Virtual Private Networks, or VPN, is supposed to give you that added sense of security when you are online. When your route your internet browsing through a VPN server you encrypt the connection making it harder for hackers to obtain your information. Or so it would seem. CryptoSeal VPN has recently announced  that they will no longer offer their services to regular consumers. (VPN services to business will continue.) The company’s reason: they fear government intrusion.
The company hasn’t been asked, as of yet, to hand over decryption keys for any of its customers but the possibility is there. The company, when asked, referred to the email service Lavabit which chose to shut down rather than comply with government ordered monitoring. The company believes that its customers’ privacy far outweighed the financial gains.

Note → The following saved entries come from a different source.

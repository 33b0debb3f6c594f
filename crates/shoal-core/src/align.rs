//! Alignment arithmetic, debug fill patterns, and block integrity tags.
//!
//! Everything here is pure arithmetic over `usize`/`u64`; the arena crate
//! applies these helpers to its buffer.

/// Byte written over freshly allocated data when fill patterns are enabled.
pub const ALLOCATED_PATTERN: u8 = 0xAB;

/// Byte written over released data when fill patterns are enabled.
pub const FREED_PATTERN: u8 = 0xFE;

/// Boundary canary stored in every block header, after the integrity tag.
pub const MEMORY_CANARY: u64 = 0xDEAD_BEEF;

/// Salt mixed into [`integrity_tag`].
const TAG_SALT: u64 = 0x1234_5678;

/// Bytes of header payload: the integrity tag followed by the canary.
pub const HEADER_PAYLOAD: usize = 2 * std::mem::size_of::<u64>();

/// Round `value` up to the next multiple of `alignment`.
///
/// `alignment` must be a power of two. Returns `None` on overflow.
pub fn align_up(value: usize, alignment: usize) -> Option<usize> {
    debug_assert!(alignment.is_power_of_two());
    let mask = alignment - 1;
    value.checked_add(mask).map(|v| v & !mask)
}

/// Whether `value` is a multiple of `alignment` (a power of two).
pub fn is_aligned(value: usize, alignment: usize) -> bool {
    debug_assert!(alignment.is_power_of_two());
    value & (alignment - 1) == 0
}

/// Size of the per-block header reserved in the buffer.
///
/// The header payload padded to the arena alignment, so that data that
/// follows a header at an aligned offset is itself aligned.
pub fn header_size(alignment: usize) -> usize {
    // HEADER_PAYLOAD is tiny; the round-up cannot overflow for any
    // power-of-two alignment representable in usize.
    align_up(HEADER_PAYLOAD, alignment).unwrap_or(alignment)
}

/// Integrity tag for a block of `size` usable bytes at `offset`.
///
/// Deterministic in both inputs. A stored tag that no longer matches its
/// block's size and offset means the metadata was overwritten.
pub fn integrity_tag(size: usize, offset: usize) -> u64 {
    ((size ^ offset) as u64).wrapping_add(TAG_SALT)
}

If CryptoSeal continued offering consumer based VPN services there is no guarantee that the NSA would require them to hand over information. The mere threat of the possibility made the CEO take a closer look at what was at stake. He determined the legal implications would make them unable to continue financially.

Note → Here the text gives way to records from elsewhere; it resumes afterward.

//! Single values owned inside an arena.

#![allow(unsafe_code)]

use std::fmt;
use std::marker::PhantomData;
use std::mem::{self, ManuallyDrop};
use std::ops::{Deref, DerefMut};
use std::ptr::NonNull;

use shoal_arena::{Arena, LockPolicy, ThreadSafe};
use shoal_core::ArenaError;
use tracing::warn;

use crate::error::ConstructError;
use crate::short_alloc::ShortAlloc;

/// Owning pointer to a `T` stored in an arena.
///
/// Dropping the box runs `T`'s destructor and then returns the block to
/// the arena, each exactly once.
pub struct ArenaBox<'a, T, L: LockPolicy = ThreadSafe> {
    ptr: NonNull<T>,
    alloc: ShortAlloc<'a, T, L>,
    _owns: PhantomData<T>,
}

// SAFETY: the box owns its `T` exclusively. Moving it to another thread
// moves the `T` and makes that thread release the block, which requires
// the arena to be shareable.
unsafe impl<T: Send, L: LockPolicy> Send for ArenaBox<'_, T, L> where Arena<L>: Sync {}
// SAFETY: `&ArenaBox` only exposes `&T`.
unsafe impl<T: Sync, L: LockPolicy> Sync for ArenaBox<'_, T, L> where Arena<L>: Sync {}

impl<'a, T, L: LockPolicy> ArenaBox<'a, T, L> {
    /// Move the value out and release its block.
    pub fn into_inner(self) -> T {
        let this = ManuallyDrop::new(self);
        // SAFETY: `ptr` holds an initialized `T`; `this` is never dropped,
        // so the value is read out exactly once.
        let value = unsafe { this.ptr.as_ptr().read() };
        this.release();
        value
    }

    /// Raw pointer to the value. Valid for as long as the box lives.
    pub fn as_ptr(this: &Self) -> *const T {
        this.ptr.as_ptr()
    }

    /// The adaptor the value was allocated through.
    pub fn allocator(this: &Self) -> ShortAlloc<'a, T, L> {
        this.alloc
    }

    fn release(&self) {
        // SAFETY: `ptr` came from `alloc.allocate(1)`; callers release once.
        if let Err(err) = unsafe { self.alloc.deallocate(self.ptr, 1) } {
            warn!(
                arena = %self.alloc.arena().id(),
                error = %err,
                "arena box release rejected"
            );
        }
    }
}

impl<T, L: LockPolicy> Deref for ArenaBox<'_, T, L> {
    type Target = T;

    fn deref(&self) -> &T {
        // SAFETY: `ptr` holds an initialized `T` owned by this box.
        unsafe { self.ptr.as_ref() }
    }
}

impl<T, L: LockPolicy> DerefMut for ArenaBox<'_, T, L> {
    fn deref_mut(&mut self) -> &mut T {
        // SAFETY: as for `deref`, and `&mut self` makes the access unique.
        unsafe { self.ptr.as_mut() }
    }
}

impl<T, L: LockPolicy> Drop for ArenaBox<'_, T, L> {
    fn drop(&mut self) {
        // SAFETY: the value is initialized and is not touched again.
        unsafe { self.alloc.destroy(self.ptr) };
        self.release();
    }
}

impl<T: fmt::Debug, L: LockPolicy> fmt::Debug for ArenaBox<'_, T, L> {
    fn fmt(&self, f: &mut fmt::Formatter<'_>) -> fmt::Result {
        fmt::Debug::fmt(&**self, f)
    }
}

impl<T: fmt::Display, L: LockPolicy> fmt::Display for ArenaBox<'_, T, L> {
    fn fmt(&self, f: &mut fmt::Formatter<'_>) -> fmt::Result {
        fmt::Display::fmt(&**self, f)
    }
}

/// Releases an unconstructed block if the constructor unwinds or fails.
struct Reservation<'a, T, L: LockPolicy> {
    ptr: NonNull<T>,
    alloc: ShortAlloc<'a, T, L>,
}

impl<'a, T, L: LockPolicy> Reservation<'a, T, L> {
    fn acquire(alloc: &ShortAlloc<'a, T, L>) -> Result<Self, ArenaError> {
        Ok(Self {
            ptr: alloc.allocate(1)?,
            alloc: *alloc,
        })
    }

    fn fill(self, value: T) -> ArenaBox<'a, T, L> {
        let (ptr, alloc) = (self.ptr, self.alloc);
        mem::forget(self);
        // SAFETY: `ptr` is a fresh, suitably aligned block for one `T`.
        unsafe { alloc.construct(ptr, value) };
        ArenaBox {
            ptr,
            alloc,
            _owns: PhantomData,
        }
    }
}

impl<T, L: LockPolicy> Drop for Reservation<'_, T, L> {
    fn drop(&mut self) {
        // SAFETY: the block was never constructed into and is released once.
        if let Err(err) = unsafe { self.alloc.deallocate(self.ptr, 1) } {
            warn!(error = %err, "failed to release block after aborted construction");
        }
    }
}

/// Place `value` in the arena behind `alloc`.
///
/// # Errors
///
/// Any error from [`ShortAlloc::allocate`]; `value` is dropped.
pub fn allocate_unique<'a, T, L: LockPolicy>(
    alloc: &ShortAlloc<'a, T, L>,
    value: T,
) -> Result<ArenaBox<'a, T, L>, ArenaError> {
    Ok(Reservation::acquire(alloc)?.fill(value))
}

/// Reserve a block, then build the value with `f` and place it there.
///
/// If `f` panics, the block is released during unwinding and the panic
/// continues.
///
/// # Errors
///
/// Any error from [`ShortAlloc::allocate`]; `f` is not called.
pub fn allocate_unique_with<'a, T, L: LockPolicy>(
    alloc: &ShortAlloc<'a, T, L>,
    f: impl FnOnce() -> T,
) -> Result<ArenaBox<'a, T, L>, ArenaError> {
    let reservation = Reservation::acquire(alloc)?;
    let value = f();
    Ok(reservation.fill(value))
}

/// Fallible form of [`allocate_unique_with`].
///
/// # Errors
///
/// `ConstructError::Alloc` if no block could be reserved (`f` is not
/// called); `ConstructError::Construct` if `f` fails, after the block has
/// been released.
pub fn try_allocate_unique_with<'a, T, E, L: LockPolicy>(
    alloc: &ShortAlloc<'a, T, L>,
    f: impl FnOnce() -> Result<T, E>,
) -> Result<ArenaBox<'a, T, L>, ConstructError<E>> {
    let reservation = Reservation::acquire(alloc)?;
    match f() {
        Ok(value) => Ok(reservation.fill(value)),
        Err(err) => {
            drop(reservation);
            Err(ConstructError::Construct(err))
        }
    }
}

Due to different regulations on business services versus consumer services CryptoSeal is going to continue their business services. For those consumers who had a CryptoSeal account, all information that may have been recorded has been destroyed and all cryptokeys have been zero filled.
If CryptoSeal can find a way to protect the privacy of their consumers and still abide by US government laws, should the NSA come knocking, they will reopen the consumer side of their business.